That isn't such a farfetched scenario, as Laurie McFarlin can attest. In costume as the Northeastern (Mass.) Ms. Husky, she is gray-furred, doe-eyed, eminently embraceable. Maybe too much so. At a Husky hockey game three years ago, McFarlin was embraced by hooligans, carried from Boston University's arena and stuffed into a car trunk. She has also been suspended by her paws from the Matthews Arena balcony, 25 feet in the air, and once, at another hockey game, "some cad" punched her in the snout.
"All the crowd saw was a life-size stuffed animal getting knocked on its [haunches]," recalls McFarlin. "They loved it." Inside the costume, though, her nose was broken and gushed blood.
"Sometimes people forget there's a person in there. I've found it's a good idea to talk to security guards before games just to let them know I do break."

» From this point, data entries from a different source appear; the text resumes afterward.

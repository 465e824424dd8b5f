use axum::extract::{Query, State};
use axum::Json;
use serde::{Deserialize, Serialize};
use std::str::FromStr;

use crate::api::{non_blank, AppState};
use crate::engine::{by_counterparty, with_shares_of_sum, CounterpartyPnl, Share};
use crate::error::AppError;

#[derive(Debug, Clone, Copy, PartialEq, Eq, Serialize)]
#[serde(rename_all = "lowercase")]
pub enum BreakdownMetric {
    Pnl,
    Volume,
}

impl FromStr for BreakdownMetric {
    type Err = ();

    fn from_str(s: &str) -> Result<Self, Self::Err> {
        match s.trim().to_ascii_lowercase().as_str() {
            "pnl" => Ok(BreakdownMetric::Pnl),
            "volume" => Ok(BreakdownMetric::Volume),
            _ => Err(()),
        }
    }
}

#[derive(Debug, Deserialize)]
#[serde(rename_all = "camelCase")]
pub struct BreakdownQuery {
    pub metric: Option<String>,
}

#[derive(Debug, Serialize)]
#[serde(rename_all = "camelCase")]
pub struct BreakdownResponse {
    pub metric: BreakdownMetric,
    pub entries: Vec<Share<CounterpartyPnl>>,
}

/// Per-counterparty P&L or sold volume with each entry's share of the total.
pub async fn get_breakdown(
    Query(params): Query<BreakdownQuery>,
    State(state): State<AppState>,
) -> Result<Json<BreakdownResponse>, AppError> {
    let metric = match non_blank(params.metric.as_deref()) {
        None => BreakdownMetric::Pnl,
        Some(raw) => BreakdownMetric::from_str(raw)
            .map_err(|_| AppError::BadRequest("metric must be one of: pnl, volume".to_string()))?,
    };

    let vessels = state.repo.load_vessels().await?;
    let per_counterparty = by_counterparty(&vessels)?;

    let entries = match metric {
        BreakdownMetric::Pnl => with_shares_of_sum(per_counterparty, |c| c.total_pnl),
        BreakdownMetric::Volume => with_shares_of_sum(per_counterparty, |c| c.sold_volume),
    };

    Ok(Json(BreakdownResponse { metric, entries }))
}
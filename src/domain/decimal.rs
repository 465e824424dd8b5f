//! Lossless decimal numeric type backed by rust_decimal.
//!
//! Prices, premiums and tonnages all flow through this type so that a P&L figure
//! never picks up binary floating-point drift.

use rust_decimal::Decimal as RustDecimal;
use serde::{Deserialize, Serialize};
use std::fmt;
use std::iter::Sum;
use std::str::FromStr;

/// Lossless decimal numeric type for commodity figures.
///
/// Serializes to a JSON number (not string).
#[derive(
    Debug, Clone, Copy, Default, PartialEq, Eq, PartialOrd, Ord, Hash, Serialize, Deserialize,
)]
pub struct Decimal(#[serde(with = "rust_decimal::serde::float")] RustDecimal);

impl Decimal {
    /// Create a Decimal from a RustDecimal.
    pub fn new(value: RustDecimal) -> Self {
        Decimal(value)
    }

    /// Build `num * 10^-scale`, e.g. `from_scaled(3937, 4)` is `0.3937`.
    pub fn from_scaled(num: i64, scale: u32) -> Self {
        Decimal(RustDecimal::new(num, scale))
    }

    /// Parse a Decimal from a string losslessly.
    ///
    /// # Errors
    /// Returns an error if the string is not a valid decimal number.
    pub fn from_str_canonical(s: &str) -> Result<Self, rust_decimal::Error> {
        RustDecimal::from_str(s.trim()).map(Decimal)
    }

    /// Format without exponent notation and without trailing zeros.
    pub fn to_canonical_string(&self) -> String {
        format!("{}", self.0.normalize())
    }

    /// Get the underlying RustDecimal.
    pub fn inner(&self) -> RustDecimal {
        self.0
    }

    /// The additive identity (0).
    pub fn zero() -> Self {
        Decimal(RustDecimal::ZERO)
    }

    /// Returns the value 100.
    pub fn hundred() -> Self {
        Decimal(RustDecimal::ONE_HUNDRED)
    }

    pub fn is_zero(&self) -> bool {
        self.0.is_zero()
    }

    /// Returns true if the value is > 0.
    pub fn is_positive(&self) -> bool {
        !self.is_zero() && self.0.is_sign_positive()
    }

    /// Returns true if the value is < 0.
    pub fn is_negative(&self) -> bool {
        !self.is_zero() && self.0.is_sign_negative()
    }

    pub fn abs(&self) -> Self {
        Decimal(self.0.abs())
    }

    /// Smallest integer greater than or equal to the value.
    pub fn ceil(&self) -> Self {
        Decimal(self.0.ceil())
    }

    pub fn min(self, other: Decimal) -> Self {
        std::cmp::min(self, other)
    }

    pub fn max(self, other: Decimal) -> Self {
        std::cmp::max(self, other)
    }
}

impl fmt::Display for Decimal {
    fn fmt(&self, f: &mut fmt::Formatter<'_>) -> fmt::Result {
        write!(f, "{}", self.to_canonical_string())
    }
}

impl FromStr for Decimal {
    type Err = rust_decimal::Error;

    fn from_str(s: &str) -> Result<Self, Self::Err> {
        Self::from_str_canonical(s)
    }
}

impl From<RustDecimal> for Decimal {
    fn from(value: RustDecimal) -> Self {
        Decimal(value)
    }
}

impl From<Decimal> for RustDecimal {
    fn from(value: Decimal) -> Self {
        value.0
    }
}

impl From<i64> for Decimal {
    fn from(value: i64) -> Self {
        Decimal(RustDecimal::from(value))
    }
}

impl std::ops::Add for Decimal {
    type Output = Decimal;

    fn add(self, rhs: Decimal) -> Decimal {
        Decimal(self.0 + rhs.0)
    }
}

impl std::ops::AddAssign for Decimal {
    fn add_assign(&mut self, rhs: Decimal) {
        self.0 += rhs.0;
    }
}

impl std::ops::Sub for Decimal {
    type Output = Decimal;

    fn sub(self, rhs: Decimal) -> Decimal {
        Decimal(self.0 - rhs.0)
    }
}

impl std::ops::Mul for Decimal {
    type Output = Decimal;

    fn mul(self, rhs: Decimal) -> Decimal {
        Decimal(self.0 * rhs.0)
    }
}

/// Raw division. Callers that may see a zero divisor go through
/// `engine::weighted::safe_div` instead.
impl std::ops::Div for Decimal {
    type Output = Decimal;

    fn div(self, rhs: Decimal) -> Decimal {
        Decimal(self.0 / rhs.0)
    }
}

impl std::ops::Neg for Decimal {
    type Output = Decimal;

    fn neg(self) -> Decimal {
        Decimal(-self.0)
    }
}

impl Sum for Decimal {
    fn sum<I: Iterator<Item = Decimal>>(iter: I) -> Self {
        iter.fold(Decimal::zero(), |acc, d| acc + d)
    }
}

impl<'a> Sum<&'a Decimal> for Decimal {
    fn sum<I: Iterator<Item = &'a Decimal>>(iter: I) -> Self {
        iter.copied().sum()
    }
}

?Never appear in partial costume. "It ruins the magic spell," says Davis. "Without the audience participating in the make-believe, you're just a gal or a guy in a suit"—no better than those shopping-mall Santas who take their beards off in full view of children. At Blacksburg, it was announced grimly, mascots caught in half costume would suffer an automatic one-ribbon deduction at daily evaluations. This was a superb deterrent.
?Don't store your suit in a damp environment. By the third day, to enter the room where costumes were stored was to know how a Sioux tepee smelled just before spring thaw. "You get used to it," say the mascots.
The preeminent Mascot Do: Always stay in character. And how better to grasp and live this than by observing the masters and emulating them? So one afternoon the mascots studied Looney Tunes cartoons.
" Bugs Bunny, Daffy Duck, Sylvester the Cat—they live in that make-believe world that we're trying to create," said coach Davis. "Watch Sylvester on the ledge here...see how he's sneaking up on Tweety? Try that on the sidelines."
But it was a sultry afternoon in Virginia. Cartoons failed to hold everyone's attention. Some mascots gazed out the windows to where a dance team drilled. Others napped. Davis continued his commentary. "Look at Wile E. Coyote's head here, the side-to-side motion. Make a note of that. Oh, watch this, this is a good one...."
Suddenly spying the slumberers, Davis spoke curtly. "It looks like a few of us should try sleeping at night."
One of the few, Virginia Tech's own Hokie Bird, piped up. "I disagree, Jeff. We live in a make-believe world. We don't need sleep."